Former Italian Prime Minister Silvio Berlusconi and GOP frontrunner Donald Trump

Editor’s Note: Ruth Ben-Ghiat is a professor of history and Italian studies at New York University. Her latest book is “Italian Fascism’s Empire Cinema.” The opinions expressed in this commentary are hers.

Story highlights

Trump resembles the Italian tycoon who wrecked Italy's international standing and help sink its economy, says Ruth Ben-Ghiat

There's a reason Trump is known in Italy as "the American Berlusconi."

CNN  — 

Donald Trump this week retweeted, and then defended, an Italian popular saying made famous by Fascist dictator Benito Mussolini: “It is better to live one day as a lion than 100 years as a sheep.”

Questioned about retweeting the quote, he told NBC, “What difference does it make if it was Mussolini or somebody else — it’s a very good quote.”

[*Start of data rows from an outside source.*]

use std::fs;
use std::path::{Path, PathBuf};

use serde::Serialize;

use crate::error::LibraryError;

const VIDEO_EXTENSIONS: [&str; 5] = ["mp4", "webm", "mkv", "mov", "m4v"];

/// A fully downloaded video on local disk.
#[derive(Debug, Clone, PartialEq, Serialize)]
pub(crate) struct VideoAsset {
    /// File stem, i.e. the source title the downloader named the file after.
    pub(crate) id: String,
    pub(crate) local_path: PathBuf,
    pub(crate) duration_seconds: Option<f64>,
    pub(crate) ext: String,
}

impl VideoAsset {
    pub(crate) fn from_path(path: impl Into<PathBuf>, duration_seconds: Option<f64>) -> Self {
        let local_path = path.into();
        let id = local_path
            .file_stem()
            .map(|stem| stem.to_string_lossy().into_owned())
            .unwrap_or_default();
        let ext = local_path
            .extension()
            .map(|ext| ext.to_string_lossy().into_owned())
            .unwrap_or_default();
        Self {
            id,
            local_path,
            duration_seconds,
            ext,
        }
    }

    pub(crate) fn stem(&self) -> &str {
        &self.id
    }

    pub(crate) fn file_name(&self) -> String {
        self.local_path
            .file_name()
            .map(|name| name.to_string_lossy().into_owned())
            .unwrap_or_default()
    }
}

pub(crate) fn is_video_file(path: &Path) -> bool {
    path.extension()
        .and_then(|ext| ext.to_str())
        .map(|ext| {
            VIDEO_EXTENSIONS
                .iter()
                .any(|known| known.eq_ignore_ascii_case(ext))
        })
        .unwrap_or(false)
}

/// The directory the acquisition gate downloads into.
#[derive(Debug, Clone)]
pub(crate) struct VideoLibrary {
    dir: PathBuf,
}

impl VideoLibrary {
    pub(crate) fn new(dir: impl Into<PathBuf>) -> Self {
        Self { dir: dir.into() }
    }

    pub(crate) fn dir(&self) -> &Path {
        &self.dir
    }

    /// Complete videos in lexicographic file-name order. Partial downloads
    /// (`.part`, `.ytdl`) never match a video extension and are skipped.
    pub(crate) fn list(&self) -> Result<Vec<VideoAsset>, LibraryError> {
        let entries = match fs::read_dir(&self.dir) {
            Ok(entries) => entries,
            Err(e) if e.kind() == std::io::ErrorKind::NotFound => return Ok(Vec::new()),
            Err(source) => {
                return Err(LibraryError::Io {
                    dir: self.dir.clone(),
                    source,
                })
            }
        };

        let mut paths = Vec::new();
        for entry in entries {
            let entry = entry.map_err(|source| LibraryError::Io {
                dir: self.dir.clone(),
                source,
            })?;
            let path = entry.path();
            if path.is_file() && is_video_file(&path) {
                paths.push(path);
            }
        }
        paths.sort_by(|a, b| a.file_name().cmp(&b.file_name()));

        Ok(paths
            .into_iter()
            .map(|path| VideoAsset::from_path(path, None))
            .collect())
    }

    pub(crate) fn select(&self, name: &str) -> Result<VideoAsset, LibraryError> {
        self.list()?
            .into_iter()
            .find(|asset| asset.file_name() == name)
            .ok_or_else(|| LibraryError::NotFound {
                name: name.to_owned(),
                dir: self.dir.clone(),
            })
    }
}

This is hardly surprising. Since last fall, Trump has used Twitter and speeches to circulate Nazi and other racist images. His repeated insults of blacks, Hispanics and Muslims suggest that whites of Christian European heritage are the main focus of his project to “Make America Great Again.”

In this, he certainly follows Mussolini. While Italian fascism is often dismissed as an offshoot of Nazism, it was the first Fascist government in Europe, and Mussolini was the first sitting leader to have a comprehensive racial project. In 1927, six years before Hitler came to power, Mussolini warned that decreases in European fertility meant that “the entire white race, the Western race, could be submerged by races of color that multiply with a rhythm unknown to our own.”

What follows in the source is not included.